Ⅲ. 「その内に、治る。」 放置され続けた結果、歩行に杖や片松葉が必要で、座っているだけでも、股関節部に痛みが生じる段階となると、古傷化で、関節鏡術を受けたとしても、スッキリと改善はしません。そんなときは、症状固定として、後遺障害の申請を優先させます。股関節唇損傷は、MRIで立証します。平均的には、股関節の可動域で12級7号が認定されています。
 
Ⅳ. 股関節の可動域が4分の3以上で、機能障害に該当しないときでも、疼痛の神経症状で12級13号が認定されています。損保の多くは、100万円の後遺障害慰謝料に、5年程度の逸失利益を提案しますが、それでは、頚椎捻挫の12級と同じ扱いがなされたことになります。こんなときは、交通事故に経験則を有する弁護士に依頼し、MRIで他覚的所見が認められていることを強調して、290万円の後遺障害慰謝料と、10年以上の逸失利益を請求、獲得しなければなりません。

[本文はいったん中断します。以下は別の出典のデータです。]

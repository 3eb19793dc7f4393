//! Document model: raw text with a `key: value` header into a typed [`Document`].
//!
//! ## Raw format
//!
//! ```text
//! title: Hello & World
//! date: 1700000000
//! author: Andrew
//! short: x1y
//!
//! Body text in Markdown...
//! ```
//!
//! The header ends at the first blank line. A file with no blank line is all
//! header and has an empty body. `date` accepts epoch seconds (integer or
//! fractional, fraction dropped), RFC 3339 or RFC 2822.
//!
//! The same contract covers posts, static pages and gallery descriptions;
//! [`DocumentKind`] only changes where a document is published.

use crate::alias::AliasResolver;
use crate::naming::slugify;
use chrono::{DateTime, FixedOffset, Timelike};
use pulldown_cmark::{Options, Parser, html as md_html};
use std::collections::BTreeMap;
use std::sync::Arc;
use thiserror::Error;

#[derive(Error, Debug, Clone, PartialEq)]
pub enum ParseError {
    #[error("malformed header at line {line}: {reason}")]
    MalformedHeader { line: usize, reason: String },
    #[error("missing required field `{0}`")]
    MissingField(&'static str),
    #[error("invalid date {0:?}")]
    InvalidDate(String),
}

#[derive(Debug, Clone, Copy, PartialEq, Eq, Hash)]
pub enum DocumentKind {
    Post,
    Page,
    Gallery,
}

impl DocumentKind {
    pub fn as_str(self) -> &'static str {
        match self {
            DocumentKind::Post => "post",
            DocumentKind::Page => "page",
            DocumentKind::Gallery => "gallery",
        }
    }
}

/// A parsed document. Immutable for the rest of a build pass.
#[derive(Debug, Clone, PartialEq)]
pub struct Document {
    pub kind: DocumentKind,
    pub title: String,
    /// Second precision, in the site's offset.
    pub timestamp: DateTime<FixedOffset>,
    /// Derived from `title`; never read from the header.
    pub slug: String,
    /// Short alias, empty when unavailable.
    pub short: String,
    pub author: Option<String>,
    pub raw_body: String,
    pub rendered_body: String,
    pub source_extension: String,
    /// Header keys with no meaning to the builder, kept verbatim.
    pub extra: BTreeMap<String, String>,
}

impl Document {
    /// Four-digit year, `"2024"`.
    pub fn year(&self) -> String {
        self.timestamp.format("%Y").to_string()
    }

    /// Two-digit month, `"03"`.
    pub fn month(&self) -> String {
        self.timestamp.format("%m").to_string()
    }

    /// Site-relative permalink, `/YYYY/MM/slug`.
    pub fn url(&self) -> String {
        post_url(&self.timestamp, &self.slug)
    }

    /// Permalink joined onto the site's base URL.
    pub fn absolute_url(&self, base_url: &str) -> String {
        join_url(base_url, &self.url())
    }

    /// `posted on 2024-03-01`, with ` at 09:05 PM` unless exactly midnight.
    pub fn date_pretty(&self) -> String {
        let ts = &self.timestamp;
        if ts.hour() == 0 && ts.minute() == 0 && ts.second() == 0 {
            ts.format("posted on %Y-%m-%d").to_string()
        } else {
            ts.format("posted on %Y-%m-%d at %I:%M %p").to_string()
        }
    }

    pub fn date_rfc2822(&self) -> String {
        self.timestamp.to_rfc2822()
    }

    /// `2024-03-01T21:05:00`, no offset.
    pub fn date_iso(&self) -> String {
        self.timestamp.format("%Y-%m-%dT%H:%M:%S").to_string()
    }

    /// Public alias link, or `None` when the document has no alias.
    pub fn short_url(&self, public_prefix: &str) -> Option<String> {
        (!self.short.is_empty()).then(|| format!("{public_prefix}{}", self.short))
    }
}

/// `/YYYY/MM/slug` for a timestamp and slug.
pub fn post_url(timestamp: &DateTime<FixedOffset>, slug: &str) -> String {
    format!("{}/{slug}", timestamp.format("/%Y/%m"))
}

/// Join a site-relative path onto a base URL with exactly one slash.
pub fn join_url(base_url: &str, path: &str) -> String {
    format!(
        "{}/{}",
        base_url.trim_end_matches('/'),
        path.trim_start_matches('/')
    )
}

/// Parses raw text into documents, with the site's offset and alias source.
#[derive(Clone)]
pub struct DocumentReader {
    offset: FixedOffset,
    base_url: String,
    aliases: Arc<AliasResolver>,
}

impl DocumentReader {
    pub fn new(offset: FixedOffset, base_url: &str, aliases: Arc<AliasResolver>) -> Self {
        Self {
            offset,
            base_url: base_url.to_string(),
            aliases,
        }
    }

    pub fn offset(&self) -> FixedOffset {
        self.offset
    }

    pub fn base_url(&self) -> &str {
        &self.base_url
    }

    pub fn aliases(&self) -> &AliasResolver {
        &self.aliases
    }

    /// Same reader with alias lookups turned off.
    pub fn without_aliases(&self) -> Self {
        Self {
            offset: self.offset,
            base_url: self.base_url.clone(),
            aliases: Arc::new(AliasResolver::disabled()),
        }
    }

    /// Parse one document. `extension` selects the body transform.
    pub fn parse(
        &self,
        kind: DocumentKind,
        raw: &str,
        extension: &str,
    ) -> Result<Document, ParseError> {
        let normalized = raw.replace("\r\n", "\n");
        let (header_text, body) = match normalized.split_once("\n\n") {
            Some((header, body)) => (header, body),
            None => (normalized.as_str(), ""),
        };

        let mut fields = parse_header(header_text)?;
        let title = take_required(&mut fields, "title")?;
        let date = take_required(&mut fields, "date")?;
        let timestamp = parse_date(&date)?.with_timezone(&self.offset);
        let slug = slugify(&title);
        let author = fields.remove("author").filter(|a| !a.is_empty());
        // The header slug is informational; the derived one is authoritative.
        fields.remove("slug");

        let short = match fields.remove("short") {
            Some(short) if !short.is_empty() => short,
            _ if kind == DocumentKind::Post => self
                .aliases
                .resolve(&join_url(&self.base_url, &post_url(&timestamp, &slug))),
            _ => String::new(),
        };

        let rendered_body = render_body(body, extension);

        Ok(Document {
            kind,
            title,
            timestamp,
            slug,
            short,
            author,
            raw_body: body.to_string(),
            rendered_body,
            source_extension: extension.to_string(),
            extra: fields,
        })
    }
}

fn take_required(
    fields: &mut BTreeMap<String, String>,
    name: &'static str,
) -> Result<String, ParseError> {
    fields
        .remove(name)
        .filter(|v| !v.is_empty())
        .ok_or(ParseError::MissingField(name))
}

/// Split header lines into a key/value map.
///
/// Lines starting with `#` are comments. Matching surrounding quotes are removed.
pub fn parse_header(text: &str) -> Result<BTreeMap<String, String>, ParseError> {
    let mut fields = BTreeMap::new();
    for (index, line) in text.lines().enumerate() {
        let line_no = index + 1;
        let trimmed = line.trim();
        if trimmed.is_empty() || trimmed.starts_with('#') {
            continue;
        }
        let Some((key, value)) = trimmed.split_once(':') else {
            return Err(ParseError::MalformedHeader {
                line: line_no,
                reason: "expected `key: value`".into(),
            });
        };
        let key = key.trim();
        if key.is_empty() {
            return Err(ParseError::MalformedHeader {
                line: line_no,
                reason: "empty key".into(),
            });
        }
        let value = unquote(value.trim()).to_string();
        if fields.insert(key.to_string(), value).is_some() {
            return Err(ParseError::MalformedHeader {
                line: line_no,
                reason: format!("duplicate key `{key}`"),
            });
        }
    }
    Ok(fields)
}

pub(crate) fn unquote(value: &str) -> &str {
    for quote in ['"', '\''] {
        if value.len() >= 2 && value.starts_with(quote) && value.ends_with(quote) {
            return &value[1..value.len() - 1];
        }
    }
    value
}

/// Parse a header date: epoch seconds, RFC 3339 or RFC 2822.
pub fn parse_date(value: &str) -> Result<DateTime<FixedOffset>, ParseError> {
    let invalid = || ParseError::InvalidDate(value.to_string());
    let value = value.trim();

    if let Ok(secs) = value.parse::<i64>() {
        return epoch(secs).ok_or_else(invalid);
    }
    if let Ok(secs) = value.parse::<f64>() {
        if !secs.is_finite() || secs.abs() >= i64::MAX as f64 {
            return Err(invalid());
        }
        return epoch(secs.trunc() as i64).ok_or_else(invalid);
    }
    DateTime::parse_from_rfc3339(value)
        .or_else(|_| DateTime::parse_from_rfc2822(value))
        .map(|dt| dt.with_nanosecond(0).unwrap_or(dt))
        .map_err(|_| invalid())
}

fn epoch(secs: i64) -> Option<DateTime<FixedOffset>> {
    DateTime::from_timestamp(secs, 0).map(|dt| dt.fixed_offset())
}

/// Markdown for `md`/`markdown`, verbatim for anything else.
pub fn render_body(body: &str, extension: &str) -> String {
    if is_markdown(extension) {
        render_markdown(body)
    } else {
        tracing::warn!(extension, "no markup processor, using raw body");
        body.to_string()
    }
}

fn is_markdown(extension: &str) -> bool {
    extension.eq_ignore_ascii_case("md") || extension.eq_ignore_ascii_case("markdown")
}

pub fn render_markdown(body: &str) -> String {
    let mut options = Options::empty();
    options.insert(Options::ENABLE_TABLES);
    options.insert(Options::ENABLE_STRIKETHROUGH);
    options.insert(Options::ENABLE_FOOTNOTES);
    let parser = Parser::new_ext(body, options);
    let mut html = String::new();
    md_html::push_html(&mut html, parser);
    html
}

 いずれも、示談締結後に、健康保険適用で関節鏡術を受け、さらなる改善を目指します。
 


 
Ⅴ. 変形や可動域制限なく、手術適用もない・・ただし、痛みはある。その場合は、症状の一貫性を訴え、おなじみの14級9号に収めます。医師から「後遺症はないよ」と言われても、簡単に諦めないことです。早期のご相談をお待ちしています。
  
 医師に怒鳴られたけど、認定を取った例 👉 14級9号:股関節唇損傷(30代女性・愛知県)
 
Ⅵ. 放置された結果、股関節唇の裂けた軟骨が関節の中に入り込み、軟骨が股関節表面を傷つけているとき、変形性股関節症と診断されたときは、関節鏡術ではなく、人工関節置換術の対象となります。このときは、置換術を先行し、その後に症状固定とします。人工関節の置換により、10級11号が認定されます。順序を間違えてはなりません。